After spending the night doing Calculus homework and reading about Lenin and the Russian Revolution, I woke up this morning with a heaviness I couldn’t put words to. The City has been cold and rainy since yesterday, and this morning in particular was disjointed a clumsy. After being dropped off home, I curled on my bed and scrolled through my newsfeed, where I stumbled across a post my ate had posted a handful of hours ago. My nanay Ering had passed away and a sense of shock and numbness overtook my body.

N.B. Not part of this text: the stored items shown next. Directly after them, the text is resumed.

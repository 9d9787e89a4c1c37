use super::commands;
use super::{BatchOptions, DataBase};
use crate::command::Command;
use crate::driver::Connector;
use crate::error::{DacError, PartialResult};
use crate::results::{DataReader, DataSet, DataTable, FillTarget, Paging};
use crate::types::DbValue;

impl<C: Connector> DataBase<C> {
    /// Execute `command` and return the rows affected.
    ///
    /// # Errors
    /// The classified failure, or `ReturnedErrorCode` for a non-zero status.
    pub async fn execute_non_query(
        &self,
        command: Command,
        options: BatchOptions,
    ) -> Result<u64, DacError> {
        self.execute_batch(
            move |conn| Box::pin(async move { commands::non_query(conn, &command).await }),
            options,
        )
        .await
    }

    /// Execute `command` and return the first column of the first row.
    ///
    /// # Errors
    /// The classified failure, or `ReturnedErrorCode` for a non-zero status.
    pub async fn execute_scalar(
        &self,
        command: Command,
        options: BatchOptions,
    ) -> Result<DbValue, DacError> {
        self.execute_batch(
            move |conn| Box::pin(async move { commands::scalar(conn, &command).await }),
            options,
        )
        .await
    }

    /// Execute `command` and return a forward-only reader over its results.
    ///
    /// The results are buffered, so the connection is released before this returns.
    ///
    /// # Errors
    /// The classified failure, or `ReturnedErrorCode` for a non-zero status.
    pub async fn execute_reader(
        &self,
        command: Command,
        options: BatchOptions,
    ) -> Result<DataReader, DacError> {
        self.execute_batch(
            move |conn| Box::pin(async move { commands::reader(conn, &command).await }),
            options,
        )
        .await
    }

    /// Execute `command` and return its first result table.
    ///
    /// # Errors
    /// The classified failure, or `ReturnedErrorCode` for a non-zero status.
    pub async fn get_data_table(
        &self,
        command: Command,
        paging: Paging,
        options: BatchOptions,
    ) -> Result<DataTable, DacError> {
        let mut table = DataTable::new(DataSet::table_name(0));
        self.fill_data_table(command, &mut table, paging, options)
            .await?;
        Ok(table)
    }

    /// Execute `command` and return all of its result tables.
    ///
    /// # Errors
    /// The classified failure, or `ReturnedErrorCode` for a non-zero status.
    pub async fn get_data_set(
        &self,
        command: Command,
        paging: Paging,
        options: BatchOptions,
    ) -> Result<DataSet, DacError> {
        self.execute_batch(
            move |conn| Box::pin(async move { commands::data_set(conn, &command, paging).await }),
            options,
        )
        .await
    }

    /// Load the first result table of `command` into `target`.
    ///
    /// Rows are merged into what `target` already holds. Returns the number of rows loaded.
    ///
    /// # Errors
    /// The classified failure, or `ReturnedErrorCode` for a non-zero status; in the latter
    /// case the rows have been loaded too.
    pub async fn fill_data_table(
        &self,
        command: Command,
        target: &mut DataTable,
        paging: Paging,
        options: BatchOptions,
    ) -> Result<usize, DacError> {
        let result = self.get_data_set(command, paging, options).await;
        load_into(target, result)
    }

    /// Load every result table of `command` into `target`, merging tables by name.
    ///
    /// # Errors
    /// The classified failure, or `ReturnedErrorCode` for a non-zero status; in the latter
    /// case the rows have been loaded too.
    pub async fn fill_data_set(
        &self,
        command: Command,
        target: &mut DataSet,
        paging: Paging,
        options: BatchOptions,
    ) -> Result<usize, DacError> {
        let result = self.get_data_set(command, paging, options).await;
        load_into(target, result)
    }
}

fn load_into<F: FillTarget + ?Sized>(
    target: &mut F,
    result: Result<DataSet, DacError>,
) -> Result<usize, DacError> {
    match result {
        Ok(data) => Ok(target.fill(data, Paging::ALL)),
        Err(err) => {
            if let Some(PartialResult::Data(data)) = err.partial_result() {
                target.fill(data.clone(), Paging::ALL);
            }
            Err(err)
        }
    }
}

She was my only lola in my family, known as the mother of mothers. I called my mother right afterwards, crying and trying to piece together the situation. Nanay had developed infections from her smoking, and althought we knew her time was coming, none of us expected it to happen this morning. After enduring immense pain, her body finally gave out and shutdown.

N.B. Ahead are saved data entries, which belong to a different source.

use std::sync::{Arc, Mutex};

use rusqlite::functions::FunctionFlags;
use rusqlite::types::Value;
use rusqlite::fallible_iterator::FallibleIterator;
use rusqlite::{Batch, Connection};

use crate::command::Executed;
use crate::error::DriverError;
use crate::results::{DataSet, DataTable};
use crate::types::DbValue;

use super::params::Params;

/// SQL function a command calls to set its status code, e.g. `SELECT dac_return_value(42);`.
pub const RETURN_VALUE_FUNCTION: &str = "dac_return_value";

#[derive(Debug, Default)]
pub(crate) struct ReturnState {
    value: Option<i64>,
    invoked: bool,
}

/// Status slot shared between a connection and its `dac_return_value` function.
pub(crate) type ReturnSlot = Arc<Mutex<ReturnState>>;

fn lock(slot: &ReturnSlot) -> std::sync::MutexGuard<'_, ReturnState> {
    match slot.lock() {
        Ok(guard) => guard,
        Err(poisoned) => poisoned.into_inner(),
    }
}

/// Register `dac_return_value(code)` on `conn`; it records `code` and returns it.
pub(crate) fn register_return_value_function(conn: &Connection) -> Result<ReturnSlot, DriverError> {
    let slot: ReturnSlot = Arc::new(Mutex::new(ReturnState::default()));
    let fn_slot = Arc::clone(&slot);
    conn.create_scalar_function(
        RETURN_VALUE_FUNCTION,
        1,
        FunctionFlags::SQLITE_UTF8,
        move |ctx| {
            let code: Option<i64> = ctx.get(0)?;
            let mut state = lock(&fn_slot);
            state.value = code;
            state.invoked = true;
            Ok(code)
        },
    )?;
    Ok(slot)
}

/// Extract a `DbValue` from a `SQLite` row.
///
/// # Errors
///
/// Returns `DriverError` if the value cannot be read.
pub fn sqlite_extract_value_sync(row: &rusqlite::Row, idx: usize) -> Result<DbValue, DriverError> {
    let value: Value = row.get(idx)?;
    match value {
        Value::Null => Ok(DbValue::Null),
        Value::Integer(i) => Ok(DbValue::Int(i)),
        Value::Real(f) => Ok(DbValue::Float(f)),
        Value::Text(s) => Ok(DbValue::Text(s)),
        Value::Blob(b) => Ok(DbValue::Blob(b)),
    }
}

// Rows inserted, updated or deleted on this connection so far, triggers included.
fn total_changes(conn: &Connection) -> Result<i64, DriverError> {
    Ok(conn.query_row("SELECT total_changes()", [], |row| row.get(0))?)
}

/// Run every statement of `sql` in order.
///
/// Returns the rows changed by the whole batch, one table per row-returning statement
/// (statements that set the status code are not collected), and the status code set
/// during this call.
pub(crate) fn run_batch(
    conn: &Connection,
    sql: &str,
    params: &Params,
    slot: &ReturnSlot,
) -> Result<Executed<(u64, DataSet)>, DriverError> {
    lock(slot).value = None;

    let changes_before = total_changes(conn)?;
    let mut data = DataSet::new();
    let mut batch = Batch::new(conn, sql);

    while let Some(mut stmt) = batch.next()? {
        params.bind(&mut stmt)?;
        lock(slot).invoked = false;

        if stmt.column_count() == 0 {
            stmt.raw_execute()?;
            continue;
        }

        let column_names: Vec<String> = stmt
            .column_names()
            .iter()
            .map(std::string::ToString::to_string)
            .collect();
        let col_count = column_names.len();
        let mut table = DataTable::with_columns("", column_names);

        let mut rows = stmt.raw_query();
        while let Some(row) = rows.next()? {
            let mut row_values = Vec::with_capacity(col_count);
            for i in 0..col_count {
                row_values.push(sqlite_extract_value_sync(row, i)?);
            }
            table.add_row_values(row_values);
        }

        if !lock(slot).invoked {
            data.add_table(table);
        }
    }

    let rows_affected = u64::try_from(total_changes(conn)? - changes_before).map_err(|e| {
        DriverError::ExecutionError(format!("sqlite affected rows conversion error: {e}"))
    })?;

    let return_value = lock(slot)
        .value
        .map(|code| {
            i32::try_from(code).map_err(|e| {
                DriverError::ExecutionError(format!("return value {code} out of range: {e}"))
            })
        })
        .transpose()?;

    Ok(Executed::new((rows_affected, data), return_value))
}

#[cfg(test)]
mod tests {
    use super::*;
    use crate::params::Parameters;

    fn open() -> (Connection, ReturnSlot) {
        let conn = Connection::open_in_memory().expect("in-memory db");
        let slot = register_return_value_function(&conn).expect("register function");
        (conn, slot)
    }

    #[test]
    fn multi_statement_batches_sum_changes_and_collect_tables() {
        let (conn, slot) = open();
        let sql = "CREATE TABLE t (id INTEGER, name TEXT);
                   INSERT INTO t VALUES (@id, @name);
                   INSERT INTO t VALUES (@id + 1, NULL);
                   SELECT id, name FROM t ORDER BY id;
                   SELECT dac_return_value(0);";
        let params = Params::convert(&Parameters::new().add("id", 1).add("name", "one"));

        let executed = run_batch(&conn, sql, &params, &slot).expect("batch runs");
        let (affected, data) = executed.value;
        assert_eq!(affected, 2);
        assert_eq!(executed.return_value, Some(0));
        assert_eq!(data.len(), 1);
        let table = data.table(0).expect("one table");
        assert_eq!(table.name(), "Table");
        assert_eq!(table.len(), 2);
        assert_eq!(table.rows()[1].get("name"), Some(&DbValue::Null));
    }

    #[test]
    fn status_is_fresh_per_call() {
        let (conn, slot) = open();
        let first = run_batch(&conn, "SELECT dac_return_value(42);", &Params::default(), &slot)
            .expect("first call");
        assert_eq!(first.status(), 42);

        let second = run_batch(&conn, "SELECT 1 AS one;", &Params::default(), &slot)
            .expect("second call");
        assert_eq!(second.return_value, None);
        assert_eq!(second.value.1.len(), 1);
    }

    #[test]
    fn duplicate_names_bind_the_last_value() {
        let (conn, slot) = open();
        let params = Params::convert(&Parameters::new().add("v", 1).add("@v", 2));
        let executed = run_batch(&conn, "SELECT @v AS v;", &params, &slot).expect("select");
        let table = executed.value.1.into_first_table();
        assert_eq!(table.rows()[0].get("v"), Some(&DbValue::Int(2)));
    }
}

I’ve only met her once, a decade ago, when my manang Jing was getting married. I was 10 at the time, naive to the rarity of the situation. My mother and I can’t afford to visit the Philippines as frequently as we’d like, leaving us with only webcam videos and the occasional phone calls. What is only oceans away has felt like entire solar systems, always so close yet so far from my family back home, the only true family I know.
Nanay, I miss you. I miss your laugh, I miss your warmth. I miss your food, I miss your jokes. The smell of cigarettes cling to your memory now whenever I smoke. The way you loved filled our family with such warmth and joy because you were the glue. You were on of the strongest women of our family, never married and always supporting all of us instead of yourself. I hope to be as selfless and kind as you were, with the wit and charm of a brilliant pinay. I’m grateful you’re relieved of the pain that wrecked havoc on your body, and that you’re reunited with the rest of our lolos and lolas. I love you nanay, and I hoped you knew that too.